In a recent Leaflet, @laurenshof.online highlighted a looming problem around lexicon alignment that's been bothering me for the last little while.

Here's what he said:

That both platforms (as well as Skylights.my, another culture view platform) use their own lexicons effectively leads to a splitting of the community over the platforms: you cannot see a review someone made on BookHive if you use the Popfeed app.

So, here we are, on a protocol that enables interoperability while also providing tools for platforms to enclose their users in their own standards.

Okay, but that's unfair. The concept of lexicons is quite powerful, and, due to the open nature of the protocol, allows a user or a developer to change their minds. It's a flexible format that ensures the developer community isn't confined to unnecessarily built walls. I'm glad they exist in the way that they do, even if I'm about to call out some risks down the line.

This piece is also not to say that lexicons should be enforced standards. But, hopefully, by the end of this post, it will become clearer why discussing this is worthwhile now.

Okay, let's start with the good stuff.

The Good Stuff

Since a user can provide a platform with access to certain parts of their data, migrations are still possible. The platform they want to migrate to can convert that data into its own lexicon, and the user can pick up where they left off from a content perspective.

Similarly, if a platform builder realizes that the ecosystem is coalescing around a single lexicon, they can work toward compatibility by storing it in both formats. They can even decide to migrate everyone to the standardized lexicon if they find it to be sufficient for their needs. There are a lot of options here.

Every decision being made today is not final, and that's beautiful. Love me a standard with two-way doors already built in.

The Bad Stuff

Now, let's address the concerns.

While a user can migrate their content into a platform that uses a different lexicon, they cannot continue sharing that content with the audience they were sharing with on their original platform.

Now, a simple fix for that would be for their new platform to use the same migration conversion toolset to convert back into the other platform's lexicon when posting, but you can imagine how that gets messy as more lexicons come into play.

This also becomes complicated when client developers start thinking about how to combine specific types of content into a user-facing app, like a newsreader, for instance.

Think of the children clients

Let's take the platform we're currently on. Leaflet is, to once again oversimplify, a publishing platform. We're blogging here!
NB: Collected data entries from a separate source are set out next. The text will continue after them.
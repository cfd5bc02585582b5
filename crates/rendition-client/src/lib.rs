//! HTTP client for the rendition API.
//!
//! Requests upload credentials, performs the direct multipart upload against the
//! storage endpoint named in the credential, and queries discovery. The
//! [`poller`] module drives discovery until renditions show up.

pub mod poller;

use anyhow::{Context, Result};
use reqwest::{Client, Response};
use rendition_core::{CredentialRequest, DiscoveryResult, UploadCredential};
use serde::de::DeserializeOwned;
use std::time::Duration;

pub use poller::{DiscoveryPoller, DiscoverySource, PollError, PollPolicy, PollState};

/// HTTP client for the rendition API.
#[derive(Clone, Debug)]
pub struct ApiClient {
    client: Client,
    base_url: String,
}

impl ApiClient {
    pub fn new(base_url: String) -> Result<Self> {
        let client = Client::builder()
            .timeout(Duration::from_secs(60))
            .build()
            .context("Failed to create HTTP client")?;

        Ok(Self {
            client,
            base_url: base_url.trim_end_matches('/').to_string(),
        })
    }

    /// Create client from environment: RENDITION_API_URL (or API_URL).
    pub fn from_env() -> Result<Self> {
        let base_url = std::env::var("RENDITION_API_URL")
            .or_else(|_| std::env::var("API_URL"))
            .unwrap_or_else(|_| "http://localhost:4000".to_string());

        Self::new(base_url)
    }

    pub fn base_url(&self) -> &str {
        &self.base_url
    }

    pub fn build_url(&self, path: &str) -> String {
        format!("{}{}", self.base_url, path)
    }

    /// GET request with optional query parameters. Deserializes JSON response.
    pub async fn get<T: DeserializeOwned>(
        &self,
        path: &str,
        query: &[(&str, String)],
    ) -> Result<T> {
        let url = self.build_url(path);
        let mut request = self.client.get(&url);

        if !query.is_empty() {
            request = request.query(query);
        }

        let response = request.send().await.context("Failed to send request")?;
        let response = error_for_status(response).await?;

        response
            .json()
            .await
            .context("Failed to parse response as JSON")
    }

    /// POST JSON body and deserialize response.
    pub async fn post_json<T: DeserializeOwned, B: serde::Serialize>(
        &self,
        path: &str,
        body: &B,
    ) -> Result<T> {
        let url = self.build_url(path);
        let response = self
            .client
            .post(&url)
            .json(body)
            .send()
            .await
            .context("Failed to send request")?;
        let response = error_for_status(response).await?;

        response
            .json()
            .await
            .context("Failed to parse response as JSON")
    }

    /// Request a direct-upload credential for `filename`.
    pub async fn issue_upload_credential(
        &self,
        filename: &str,
        content_type: &str,
    ) -> Result<UploadCredential> {
        let body = CredentialRequest {
            filename: filename.to_string(),
            content_type: content_type.to_string(),
        };
        self.post_json("/credential", &body).await
    }

    /// Query which artifacts currently exist for a source key.
    pub async fn discover(&self, key: &str) -> Result<DiscoveryResult> {
        self.get("/discovery", &[("key", key.to_string())]).await
    }

    /// Upload bytes straight to storage with a credential.
    ///
    /// Every credential field goes into the form ahead of the file part, which is
    /// the order POST-policy endpoints require.
    pub async fn upload_with_credential(
        &self,
        credential: &UploadCredential,
        data: Vec<u8>,
        filename: &str,
    ) -> Result<()> {
        let content_type = credential
            .fields
            .get("Content-Type")
            .context("Credential has no Content-Type field")?;

        let mut form = reqwest::multipart::Form::new();
        for (name, value) in &credential.fields {
            form = form.text(name.clone(), value.clone());
        }
        let part = reqwest::multipart::Part::bytes(data)
            .file_name(filename.to_string())
            .mime_str(content_type)
            .context("Invalid content type in credential")?;
        form = form.part("file", part);

        let response = self
            .client
            .post(&credential.post_url)
            .multipart(form)
            .send()
            .await
            .context("Failed to send upload")?;
        error_for_status(response).await?;

        tracing::debug!(key = ?credential.key(), "Upload accepted by storage");
        Ok(())
    }

    /// Raw client for custom requests.
    pub fn client(&self) -> &Client {
        &self.client
    }
}

async fn error_for_status(response: Response) -> Result<Response> {
    let status = response.status();
    if status.is_success() {
        return Ok(response);
    }

    let error_text = response
        .text()
        .await
        .unwrap_or_else(|_| "Unknown error".to_string());
    Err(anyhow::anyhow!(
        "Request failed with status {}: {}",
        status,
        error_text
    ))
}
There are (significantly more than) dozens of us!

However, Leaflet is not, and will not be, the only blogging platform that exists on ATProto.

  • There's Offprint, a publishing service positioning itself as a competitor to Substack that's in early development

  • There's Ghost, a publishing platform that uses Bridgy Fed to connect to ATProto via their ActivityPub integration

Leaflet and Offprint both use their own lexicons. Ghost uses ActivityPub and publishes via the ActivityStreams Article type, then Bridgy Fed just converts it to a link in a Bluesky post because there's no standardized lexicon for longform yet.

In other words, there are (at least) fifteen three competing standards for how longform shows up in ATProto.

So, if I want to build an ATProto client that's focused on longform content, I suddenly have to adopt all of these different lexicons, and add new ones as new platforms go live. Yikes?

I want Leaflet and Offprint to focus on the publishing experience. I want aggregation clients help discover and read publications across the ATProto ecosystem regardless of where it's being written. The whole point of protocols is choice, and I hope we find a way to make sure that those choices remain available on-protocol.

Solutions

The good news is, the foundation for solving these problems already exists in @lexicon.community. This is a grassroots working group that grew from ATProto developers with similar concerns. It has some of the most brilliant folks in the space, and they've already made headway in helping with standardization.

But, I also believe this messy phase of lexicons is important. What I don't want is top-down standards that make decisions for problems that don't exist yet, even if it is a grassroots effort.

The right approach here, in my opinion, is for developers to start with their own lexicons if a standard doesn't exist, and, over time, connect with other developers working on similar platforms on an interoperable lexicon. Perhaps that discussion can be facilitated by lexicon.community if it helps.

Another approach is services that bridge lexicons, but that sounds like hell, and I want that to be a fallback when services refuse to interoperate. Bridges when adversarial interoperability is necessary, collaboration as a best case.

And it's all possible because none of this was ever a one-way door in the first place.

I think the question this raises is, when is the right time for us move from messy-lexicon phase to interop-lexicon phase? I don't know the answer to that question, but if I were to put a stake down for conversation's sake: two is time for consideration, three is time for conversation, and four should make the shape of a standard obvious enough to take action. You can change my mind on this, but that's where I'm starting.

My Next Steps

For now, I think I'm going to go down a rabbit hole. I'm going to start doing more tracking of which lexicons are being used, figure out which ones have similar use cases and have similar shapes, and perhaps even map them to ActivityStreams since that'll help with bridging back and forth as well. Might even help with what a standard lexicon can look like.

It's messy, it's good, and we need this. But maybe organizing the chaos a little bit may help. We'll see.


Man, I was going to make this a skeet. Instead I just gave myself some homework? Someone save me from myself.